Bobbie Rhea Daniels
BFA - Studio Art
My family recently moved and their new house had a lot of furniture left in the basement by the previous owner. While we were sorting through the treasure and trash, my mom unearthed a hope chest, patted the top of it and said to me, “Imagine the stories this thing could tell.” In that moment, I realized where my eccentricities come from and felt a little more sane knowing I was not the only person to have such thoughts.
I have been told by a few close friends that abandoned homes always looked haunted to them and made them feel uncomfortable – I usually feel upset. I envision the families they have housed, the good and bad times they have had, the storms these structures once protected them from, and the feeling of uselessness that must now invade these abandoned homes. This collection of monochromatic photographs is the output of all my thoughts and feelings about old, unwanted, unloved things. I am unable to cross paths with an abandoned home and not feel sad for it. I am learning that is not the most popular reaction.
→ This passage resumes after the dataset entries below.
impl CollectionBackend {
    /// The namespace identifies the collection and ontology contents, so
    /// durable cache entries never outlive a change to either.
    pub fn new(collection: Arc<DocumentCollection>, ontology: Arc<Ontology>) -> Self {
        let namespace = format!(
            "collection:{}/mesh:{}",
            &collection.digest()[..16],
            &ontology.digest()[..16]
        );
        CollectionBackend {
            collection,
            ontology,
            namespace,
        }
    }

    /// Positions of documents matching `query`.
    fn evaluate(&self, query: &Query) -> AHashSet<usize> {
        match query {
            Query::Keyword(keyword) => {
                let matcher = KeywordMatcher::new(keyword, &self.ontology);
                (0..self.collection.len())
                    .filter(|&i| matcher.matches(&self.collection.documents[i]))
                    .collect()
            }
            Query::Boolean(boolean) => {
                let mut children = boolean.children().iter().map(|c| self.evaluate(c));
                let first = children.next().unwrap_or_default();
                match boolean.operator() {
                    Operator::And => {
                        children.fold(first, |acc, set| acc.intersection(&set).copied().collect())
                    }
                    Operator::Or => children.fold(first, |mut acc, set| {
                        acc.extend(set);
                        acc
                    }),
                    Operator::Not => children.fold(first, |acc, set| {
                        acc.difference(&set).copied().collect()
                    }),
                }
            }
        }
    }

    /// Number of positive keywords of `query` matching the document.
    fn score(&self, query: &Query, document: &IndexedDocument) -> f64 {
        match query {
            Query::Keyword(keyword) => {
                let matcher = KeywordMatcher::new(keyword, &self.ontology);
                if matcher.matches(document) { 1.0 } else { 0.0 }
            }
            Query::Boolean(boolean) if boolean.operator() == Operator::Not => boolean
                .children()
                .first()
                .map_or(0.0, |first| self.score(first, document)),
            Query::Boolean(boolean) => boolean
                .children()
                .iter()
                .map(|child| self.score(child, document))
                .sum(),
        }
    }
}

impl RetrievalBackend for CollectionBackend {
    fn namespace(&self) -> String {
        self.namespace.clone()
    }

    fn retrieve(&self, query: &Query) -> Result<ResultSet> {
        let mut documents: Vec<ScoredDocument> = self
            .evaluate(query)
            .into_iter()
            .map(|i| {
                let indexed = &self.collection.documents[i];
                ScoredDocument {
                    doc_id: indexed.document.id.clone(),
                    score: self.score(query, indexed),
                }
            })
            .collect();
        documents.sort_by(|a, b| {
            b.score
                .total_cmp(&a.score)
                .then_with(|| a.doc_id.cmp(&b.doc_id))
        });
        Ok(ResultSet::new(documents))
    }
}

/// A keyword prepared for matching against documents.
struct KeywordMatcher<'a> {
    keyword: &'a Keyword,
    tokens: Vec<String>,
    headings: Vec<Vec<String>>,
}

impl<'a> KeywordMatcher<'a> {
    fn new(keyword: &'a Keyword, ontology: &Ontology) -> Self {
        let tokens = tokenize(keyword.text());
        let mut headings = vec![tokens.clone()];
        if keyword.exploded() {
            headings.extend(
                ontology
                    .descendants(keyword.text())
                    .iter()
                    .map(|h| tokenize(h)),
            );
        }
        KeywordMatcher {
            keyword,
            tokens,
            headings,
        }
    }

    fn matches(&self, document: &IndexedDocument) -> bool {
        if self.tokens.is_empty() {
            return false;
        }
        self.keyword.fields().iter().any(|field| match field {
            Field::Title => self.matches_text(&document.title),
            Field::Abstract => self.matches_text(&document.abstract_text),
            Field::MeshHeadings => self.matches_heading(document),
            Field::PublicationType => self.matches_publication_type(document),
            Field::AllFields => {
                self.matches_text(&document.title)
                    || self.matches_text(&document.abstract_text)
                    || document.mesh_headings.iter().any(|h| self.matches_text(h))
                    || self.matches_publication_type(document)
            }
        })
    }

    /// Phrase match; with truncation the last token is a prefix.
    fn matches_text(&self, text: &[String]) -> bool {
        let n = self.tokens.len();
        if text.len() < n {
            return false;
        }
        text.windows(n).any(|window| {
            window.iter().zip(&self.tokens).enumerate().all(|(i, (word, token))| {
                if self.keyword.truncated() && i == n - 1 {
                    word.starts_with(token.as_str())
                } else {
                    word == token
                }
            })
        })
    }

    fn matches_heading(&self, document: &IndexedDocument) -> bool {
        document
            .mesh_headings
            .iter()
            .any(|heading| self.headings.iter().any(|wanted| wanted == heading))
    }

    fn matches_publication_type(&self, document: &IndexedDocument) -> bool {
        let wanted = self.tokens.join(" ");
        document
            .publication_types
            .iter()
            .any(|pt| tokenize(pt).join(" ") == wanted)
    }
}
When considering the history of these structures, one must also consider the region in which they exist. All of these homes are located in Southwest or Central Virginia in the counties of Montgomery, Bedford, and Botetourt; all places of rich history surrounding working-class individuals living simply. I do not know the exact history of most of these places, but I imagine the families who have lived in these homes were farmers, quarry workers, coal miners, mechanics, telephone operators, and factory workers. These people went to church, bought groceries, raised families, raised animals, had fights, laughed, cried, and lived.
Memories are attached to the places in which people have existed. Through these photographs, I hope you gain a better understanding of the lives and the experiences these structures now hold. I ask that you not see an abandoned home and think about ghosts, I hope you will instead choose to quietly celebrate that home and all it has survived.